# ACTIVITY
Take the data and return it in full. Change nothing.

# DATA PROVIDED
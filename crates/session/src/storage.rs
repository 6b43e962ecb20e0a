//! Persistent key-value storage
//!
//! The session only remembers one thing across restarts: the last stake per
//! currency, under `saved_amount:{currency}`.

use std::collections::{BTreeMap, HashMap};
use std::fs;
use std::path::{Path, PathBuf};

use parking_lot::Mutex;
use thiserror::Error;

use crate::types::Money;

#[derive(Error, Debug)]
pub enum StoreError {
    #[error("store io error: {0}")]
    Io(#[from] std::io::Error),
    #[error("store is not valid JSON: {0}")]
    Json(#[from] serde_json::Error),
}

pub trait KeyValueStore: Send + Sync {
    fn get(&self, key: &str) -> Option<String>;
    fn set(&self, key: &str, value: &str) -> Result<(), StoreError>;
}

pub fn amount_key(currency: &str) -> String {
    format!("saved_amount:{currency}")
}

/// Saved stake for `currency`, when present and numeric.
pub fn saved_amount(store: &dyn KeyValueStore, currency: &str) -> Option<Money> {
    store.get(&amount_key(currency))?.parse().ok()
}

pub fn save_amount(store: &dyn KeyValueStore, currency: &str, amount: Money) -> Result<(), StoreError> {
    store.set(&amount_key(currency), &amount.to_string())
}

#[derive(Debug, Default)]
pub struct MemoryStore {
    entries: Mutex<HashMap<String, String>>,
}

impl MemoryStore {
    pub fn new() -> Self {
        Self::default()
    }
}

impl KeyValueStore for MemoryStore {
    fn get(&self, key: &str) -> Option<String> {
        self.entries.lock().get(key).cloned()
    }

    fn set(&self, key: &str, value: &str) -> Result<(), StoreError> {
        self.entries.lock().insert(key.to_string(), value.to_string());
        Ok(())
    }
}

/// JSON object on disk, rewritten on every `set`.
#[derive(Debug)]
pub struct JsonFileStore {
    path: PathBuf,
    entries: Mutex<BTreeMap<String, String>>,
}

impl JsonFileStore {
    /// Open `path`, starting empty when the file does not exist yet.
    pub fn open<P: AsRef<Path>>(path: P) -> Result<Self, StoreError> {
        let path = path.as_ref().to_path_buf();
        let entries = match fs::read_to_string(&path) {
            Ok(contents) => serde_json::from_str(&contents)?,
            Err(e) if e.kind() == std::io::ErrorKind::NotFound => BTreeMap::new(),
            Err(e) => return Err(e.into()),
        };
        Ok(Self {
            path,
            entries: Mutex::new(entries),
        })
    }

    pub fn path(&self) -> &Path {
        &self.path
    }

    fn flush(&self, entries: &BTreeMap<String, String>) -> Result<(), StoreError> {
        if let Some(parent) = self.path.parent() {
            if !parent.as_os_str().is_empty() {
                fs::create_dir_all(parent)?;
            }
        }
        let json = serde_json::to_string_pretty(entries)?;
        fs::write(&self.path, json)?;
        Ok(())
    }
}

impl KeyValueStore for JsonFileStore {
    fn get(&self, key: &str) -> Option<String> {
        self.entries.lock().get(key).cloned()
    }

    fn set(&self, key: &str, value: &str) -> Result<(), StoreError> {
        let mut entries = self.entries.lock();
        entries.insert(key.to_string(), value.to_string());
        self.flush(&entries)
    }
}

#[cfg(test)]
mod tests {
    use super::*;

    fn temp_path() -> PathBuf {
        std::env::temp_dir()
            .join(format!("mines-store-{}", uuid::Uuid::new_v4()))
            .join("store.json")
    }

    #[test]
    fn memory_store_round_trips_amounts() {
        let store = MemoryStore::new();
        assert_eq!(saved_amount(&store, "EUR"), None);
        save_amount(&store, "EUR", Money::from_cents(250)).unwrap();
        assert_eq!(store.get("saved_amount:EUR").as_deref(), Some("2.50"));
        assert_eq!(saved_amount(&store, "EUR"), Some(Money::from_cents(250)));
        assert_eq!(saved_amount(&store, "USD"), None);
    }

    #[test]
    fn non_numeric_saved_amount_is_ignored() {
        let store = MemoryStore::new();
        store.set(&amount_key("USD"), "abc").unwrap();
        assert_eq!(saved_amount(&store, "USD"), None);
    }

    #[test]
    fn json_file_store_persists_across_opens() {
        let path = temp_path();
        {
            let store = JsonFileStore::open(&path).unwrap();
            assert_eq!(store.get("k"), None);
            store.set("k", "v").unwrap();
        }
        let reopened = JsonFileStore::open(&path).unwrap();
        assert_eq!(reopened.get("k").as_deref(), Some("v"));
        if let Some(dir) = path.parent() {
            let _ = fs::remove_dir_all(dir);
        }
    }

    #[test]
    fn json_file_store_rejects_corrupt_file() {
        let path = temp_path();
        fs::create_dir_all(path.parent().unwrap()).unwrap();
        fs::write(&path, "not json").unwrap();
        assert!(matches!(JsonFileStore::open(&path), Err(StoreError::Json(_))));
        let _ = fs::remove_dir_all(path.parent().unwrap());
    }
}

# SOLUTION TO THE EXERCISE
filename crates/session/src/storage.rs
repository 6b43e962ecb20e0a
//! Persistent key-value storage
//!
//! The session only remembers one thing across restarts: the last stake per
//! currency, under `saved_amount:{currency}`.

use std::collections::{BTreeMap, HashMap};
use std::fs;
use std::path::{Path, PathBuf};

use parking_lot::Mutex;
use thiserror::Error;

use crate::types::Money;

#[derive(Error, Debug)]
pub enum StoreError {
    #[error("store io error: {0}")]
    Io(#[from] std::io::Error),
    #[error("store is not valid JSON: {0}")]
    Json(#[from] serde_json::Error),
}

pub trait KeyValueStore: Send + Sync {
    fn get(&self, key: &str) -> Option<String>;
    fn set(&self, key: &str, value: &str) -> Result<(), StoreError>;
}

pub fn amount_key(currency: &str) -> String {
    format!("saved_amount:{currency}")
}

/// Saved stake for `currency`, when present and numeric.
pub fn saved_amount(store: &dyn KeyValueStore, currency: &str) -> Option<Money> {
    store.get(&amount_key(currency))?.parse().ok()
}

pub fn save_amount(store: &dyn KeyValueStore, currency: &str, amount: Money) -> Result<(), StoreError> {
    store.set(&amount_key(currency), &amount.to_string())
}

#[derive(Debug, Default)]
pub struct MemoryStore {
    entries: Mutex<HashMap<String, String>>,
}

impl MemoryStore {
    pub fn new() -> Self {
        Self::default()
    }
}

impl KeyValueStore for MemoryStore {
    fn get(&self, key: &str) -> Option<String> {
        self.entries.lock().get(key).cloned()
    }

    fn set(&self, key: &str, value: &str) -> Result<(), StoreError> {
        self.entries.lock().insert(key.to_string(), value.to_string());
        Ok(())
    }
}

/// JSON object on disk, rewritten on every `set`.
#[derive(Debug)]
pub struct JsonFileStore {
    path: PathBuf,
    entries: Mutex<BTreeMap<String, String>>,
}

impl JsonFileStore {
    /// Open `path`, starting empty when the file does not exist yet.
    pub fn open<P: AsRef<Path>>(path: P) -> Result<Self, StoreError> {
        let path = path.as_ref().to_path_buf();
        let entries = match fs::read_to_string(&path) {
            Ok(contents) => serde_json::from_str(&contents)?,
            Err(e) if e.kind() == std::io::ErrorKind::NotFound => BTreeMap::new(),
            Err(e) => return Err(e.into()),
        };
        Ok(Self {
            path,
            entries: Mutex::new(entries),
        })
    }

    pub fn path(&self) -> &Path {
        &self.path
    }

    fn flush(&self, entries: &BTreeMap<String, String>) -> Result<(), StoreError> {
        if let Some(parent) = self.path.parent() {
            if !parent.as_os_str().is_empty() {
                fs::create_dir_all(parent)?;
            }
        }
        let json = serde_json::to_string_pretty(entries)?;
        fs::write(&self.path, json)?;
        Ok(())
    }
}

impl KeyValueStore for JsonFileStore {
    fn get(&self, key: &str) -> Option<String> {
        self.entries.lock().get(key).cloned()
    }

    fn set(&self, key: &str, value: &str) -> Result<(), StoreError> {
        let mut entries = self.entries.lock();
        entries.insert(key.to_string(), value.to_string());
        self.flush(&entries)
    }
}

#[cfg(test)]
mod tests {
    use super::*;

    fn temp_path() -> PathBuf {
        std::env::temp_dir()
            .join(format!("mines-store-{}", uuid::Uuid::new_v4()))
            .join("store.json")
    }

    #[test]
    fn memory_store_round_trips_amounts() {
        let store = MemoryStore::new();
        assert_eq!(saved_amount(&store, "EUR"), None);
        save_amount(&store, "EUR", Money::from_cents(250)).unwrap();
        assert_eq!(store.get("saved_amount:EUR").as_deref(), Some("2.50"));
        assert_eq!(saved_amount(&store, "EUR"), Some(Money::from_cents(250)));
        assert_eq!(saved_amount(&store, "USD"), None);
    }

    #[test]
    fn non_numeric_saved_amount_is_ignored() {
        let store = MemoryStore::new();
        store.set(&amount_key("USD"), "abc").unwrap();
        assert_eq!(saved_amount(&store, "USD"), None);
    }

    #[test]
    fn json_file_store_persists_across_opens() {
        let path = temp_path();
        {
            let store = JsonFileStore::open(&path).unwrap();
            assert_eq!(store.get("k"), None);
            store.set("k", "v").unwrap();
        }
        let reopened = JsonFileStore::open(&path).unwrap();
        assert_eq!(reopened.get("k").as_deref(), Some("v"));
        if let Some(dir) = path.parent() {
            let _ = fs::remove_dir_all(dir);
        }
    }

    #[test]
    fn json_file_store_rejects_corrupt_file() {
        let path = temp_path();
        fs::create_dir_all(path.parent().unwrap()).unwrap();
        fs::write(&path, "not json").unwrap();
        assert!(matches!(JsonFileStore::open(&path), Err(StoreError::Json(_))));
        let _ = fs::remove_dir_all(path.parent().unwrap());
    }
}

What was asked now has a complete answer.